すぐにでも帰りたい雪菜とは裏腹に、絃神島行きの空の便にはどれも延期を意味するマークがついていた。

事件が落ち着くまでは、当たり前のことだが人や物の出入りには厳しい規制をかけるらしい。

「はぁ…」無意識か雪菜の口からはため息がこぼれた。

「姫柊 雪菜さんですか?」

「そう、ですけど…」怪しい男達に声をかけられ身構えた雪菜だったが特区警備隊(アイランド・ガード)のマークが胸についていることに気づき警戒心を解いた。

「こちらに」そう言って男は雪菜をある場所へと連れていった──

 

 

「今日は夏音ちゃんと約束あるから先行くね!」

朝食を食べ終わりそれぞれ学校へ行く準備を始めていた古城と紗矢華に向かってそう言うと凪沙は一足早く外へと出て行った。

「その、昨日はごめんなさい。暁 古城…」

2人になったのを確認して紗矢華は古城に声をかけてきた。どうやら昨日の帰りのことを気にしているらしい。
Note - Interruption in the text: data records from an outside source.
use std::{marker::PhantomData, ptr::NonNull};

use crate::layouts::{Device, DeviceManager};

#[allow(clippy::missing_safety_doc)]
pub trait Backend: Sized + Sync + Send {
    /// Backend state owned by a [`Context`] (worker pools, device runtime).
    type Handle: 'static;
    /// Per-plan FFT state (twiddle tables, planned algorithms).
    type FftHandle: Send + Sync;
    fn name() -> &'static str;
    unsafe fn destroy(handle: NonNull<Self::Handle>);
}

/// Explicit execution context: a backend handle plus the device this
/// process launches kernels on. Every kernel call receives it by reference.
pub struct Context<B: Backend> {
    ptr: NonNull<B::Handle>,
    devices: DeviceManager,
    _marker: PhantomData<B>,
}

unsafe impl<B: Backend> Sync for Context<B> {}
unsafe impl<B: Backend> Send for Context<B> {}

impl<B: Backend> Context<B> {
    /// # Safety
    /// `ptr` must point to a live handle that the context may free through
    /// [`Backend::destroy`] when dropped.
    #[inline]
    pub unsafe fn from_nonnull(ptr: NonNull<B::Handle>, devices: DeviceManager) -> Self {
        Self {
            ptr,
            devices,
            _marker: PhantomData,
        }
    }

    #[inline]
    pub fn handle(&self) -> &B::Handle {
        // SAFETY: the handle is owned by the context and freed only on drop.
        unsafe { self.ptr.as_ref() }
    }

    #[inline]
    pub fn devices(&self) -> &DeviceManager {
        &self.devices
    }

    /// Mutable access for mirror registration. Exclusive borrow guarantees
    /// no kernel runs on this context meanwhile.
    #[inline]
    pub fn devices_mut(&mut self) -> &mut DeviceManager {
        &mut self.devices
    }

    #[inline]
    pub fn get_device(&self) -> Device {
        self.devices.get_device()
    }

    #[inline]
    pub fn device_is_host(&self) -> bool {
        self.devices.device_is_host()
    }
}

impl<B: Backend> Drop for Context<B> {
    fn drop(&mut self) {
        unsafe { B::destroy(self.ptr) }
    }
}
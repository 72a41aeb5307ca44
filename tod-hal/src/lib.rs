//! # tod-hal
//!
//! A trait-based Hardware Abstraction Layer (HAL) for the two numerical kernels
//! of time-ordered telescope data processing: detector pointing (boresight
//! quaternions composed with focal-plane offsets under flagged-interval
//! selection) and batched real FFTs.
//!
//! Kernels are written once against the [`api`] traits and executed on any
//! backend (serial reference, multi-threaded host, accelerator) that implements
//! the [`oep`] (Open Extension Point) traits.
//!
//! ## Core Concepts
//!
//! **Context:** A [`layouts::Context`] bundles a backend handle (thread pools,
//! device runtime) with a [`layouts::DeviceManager`] describing the accelerator
//! this process uses, if any. It is built once from an
//! [`config::Environment`] and passed by reference into every kernel call.
//!
//! **Quaternions:** `[f64; 4]` in `(x, y, z, w)` order, `w` being the scalar
//! part. See [`reference::qarray`].
//!
//! **Layout types** ([`layouts`]):
//! - [`layouts::Buffer`], [`layouts::BufferMut`] -- type-erased caller buffers, validated into
//!   [`layouts::ArrayView`] / [`layouts::ArrayViewMut`] at the kernel boundary.
//! - [`layouts::Interval`] -- inclusive `[first, last]` sample range.
//! - [`layouts::RawSlice`], [`layouts::RawSliceMut`] -- resolved host or device addresses fed to
//!   the hot loops.
//! - [`layouts::FftPlan`] -- reusable batched real FFT with owned time and frequency buffers.
//!
//! ## Architecture
//!
//! 1. **[`api`]** -- Safe, user-facing trait definitions.
//! 2. **[`oep`]** -- Unsafe extension-point traits mirroring the API. Backend crates implement these.
//! 3. **[`delegates`]** -- Blanket `impl` glue connecting [`api`] to [`oep`] on [`layouts::Context`].
//!    Boundary validation and device address resolution live here, so every backend
//!    receives already-checked descriptors.
//! 4. **[`mod@reference`]** -- Pure-Rust reference implementations (quaternion algebra, the
//!    per-sample pointing function, a table-driven real DFT). Used by every backend and
//!    as a correctness oracle.
//!
//! ## Testing and Benchmarking
//!
//! The [`test_suite`] module provides backend-parametric test functions, instantiated
//! by backend crates through [`backend_test_suite!`] and [`cross_backend_test_suite!`].
//! The [`bench_suite`] module provides Criterion harnesses.

#![deny(rustdoc::broken_intra_doc_links)]

/// Safe, user-facing trait definitions.
pub mod api;

/// Criterion-based benchmark harnesses, generic over any backend.
pub mod bench_suite;

/// Environment configuration and logging setup.
pub mod config;

/// Blanket implementations connecting [`api`] traits to [`oep`] traits on
/// [`layouts::Context`].
pub mod delegates;

/// Error taxonomy shared by all crates of the workspace.
pub mod error;

/// Backend-agnostic data layouts.
pub mod layouts;

/// Open Extension Points: `unsafe` traits that backend crates implement.
pub mod oep;

/// Pure-Rust reference implementations.
pub mod reference;

/// Deterministic pseudorandom number generation based on ChaCha8.
pub mod source;

/// Backend-parametric test functions.
pub mod test_suite;

pub use error::{Error, Result};

/// Default memory alignment in bytes for device mirror allocations.
pub const DEFAULTALIGN: usize = 64;

/// Identity quaternion `(0, 0, 0, 1)`.
pub const QUAT_IDENTITY: [f64; 4] = [0.0, 0.0, 0.0, 1.0];

/// Returns `true` if `ptr` is aligned to [`DEFAULTALIGN`] bytes.
pub fn is_aligned<T>(ptr: *const T) -> bool {
    (ptr as usize).is_multiple_of(DEFAULTALIGN)
}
「いいんだよ、それよりまだ抜けないのか?その癖」過ぎたことはあまり気にしない質の古城は簡単に紗矢華を許し、またフルネームで自分の名前を呼んでいることを指摘する。

「あ、その…まだ恥ずかしいっていうか…」

「嫌だったらそのままでいいからな、ほんと」

「嫌じゃないわよ!」気遣ったつもりがなぜか怒られて古城はどうしたらいいか分からなくなる。

「いいから、行くわよ」

「そうだな」その話はもう終わりだと言わんばかりに外へと出て行った紗矢華に続き古城も外に出る。こうして、2人で外を歩くのも少し前までは考えられなかったが慣れてしまったものだ。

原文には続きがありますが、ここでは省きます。